I'm a professional counselor and behavioral consultant who's worked successfully with hundreds of distressed couples, individuals and families experiencing crisis around relationship issues. I've studied and worked with the evidence-base or best practices in marital counseling for a number of years.

The ideas of "realistic expectations" and "shared values" really capture important parts of the larger picture for how healthy marriages work. Yet, I feel the incredible importance of developing a core relationship maintenance skills set, is under stated in this article.

The best research in couples counseling has clearly identified a basic set of protective relationship-strengthening skills, that transform even the most emotionally devastated and disconnected couples. This includes couples who report high levels of distrust, fear, loneliness, hurt and anger in their relationships.

In most cases, without these basic skills, shared values and realistic relationship expectancies are simply not enough to effectively navigate the most common sources of conflict that threaten the average relationship (i.e. conflict related to sex (emotional/sexual affairs), money, in-law relationships, day to day work load sharing and role/parenting clarifications etc.,).

I do agree that evidence-based relationship maintenance skills only come into play in healthy long term relationships when emotional distress levels increase. But learning to identify, effectively express, listen for and manage emotional distress and the frustration of underlying core relationship needs (i.e. attachment-based), is itself one of those critical relationship maintenance skills that needs to be learned and practiced. Otherwise, the skill is unavailable to the couple to access when they really need it.

In one of my favorite and often stated examples, basic relationship maintenance involves a set of skills like those needed to drive a car safely.

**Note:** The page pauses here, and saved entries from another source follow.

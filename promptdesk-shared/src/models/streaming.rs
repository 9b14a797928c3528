use serde::{Deserialize, Serialize};
use utoipa::ToSchema;

/// Payload of the terminating frame of a completion stream.
pub const STREAM_DONE: &str = "[DONE]";

/// Final token accounting for one streamed reply.
#[derive(Debug, Clone, Copy, Default, PartialEq, Eq, Serialize, Deserialize, ToSchema)]
#[serde(rename_all = "camelCase")]
pub struct TokenReport {
    pub assistant: u32,
    pub input: u32,
    pub total: u32,
    pub system_prompt_tokens: u32,
}

/// JSON payload of one `data:` frame on the completion stream.
#[derive(Debug, Clone, PartialEq, Eq, Serialize, Deserialize, ToSchema)]
#[serde(untagged)]
pub enum ChatStreamEvent {
    /// An incremental fragment of the reply.
    Content { content: String },
    /// Sent once, after the last fragment.
    Tokens { tokens: TokenReport },
}

/// A decoded frame as seen by a stream consumer.
#[derive(Debug, Clone, PartialEq, Eq)]
pub enum StreamFrame {
    Event(ChatStreamEvent),
    Done,
}

impl StreamFrame {
    /// Decodes the payload of a `data:` line.
    ///
    /// # Errors
    /// Returns the JSON error when the payload is neither the terminator nor
    /// a known event.
    pub fn parse(data: &str) -> Result<Self, serde_json::Error> {
        let data = data.trim();
        if data == STREAM_DONE {
            return Ok(Self::Done);
        }
        serde_json::from_str(data).map(Self::Event)
    }
}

If you don't learn how to drive properly, driving can be harmful, even if you share values and have realistic expectations about where you'd like to drive to, - effectively navigating through common relationship challenges, conflicts and stressors.

Once you do some basic learning and practice of your core relationship maintenance skills, they become automatic (like driving), but you only drive when it's necessary.

Thanks for sharing such a thought0provoking and beneficial article!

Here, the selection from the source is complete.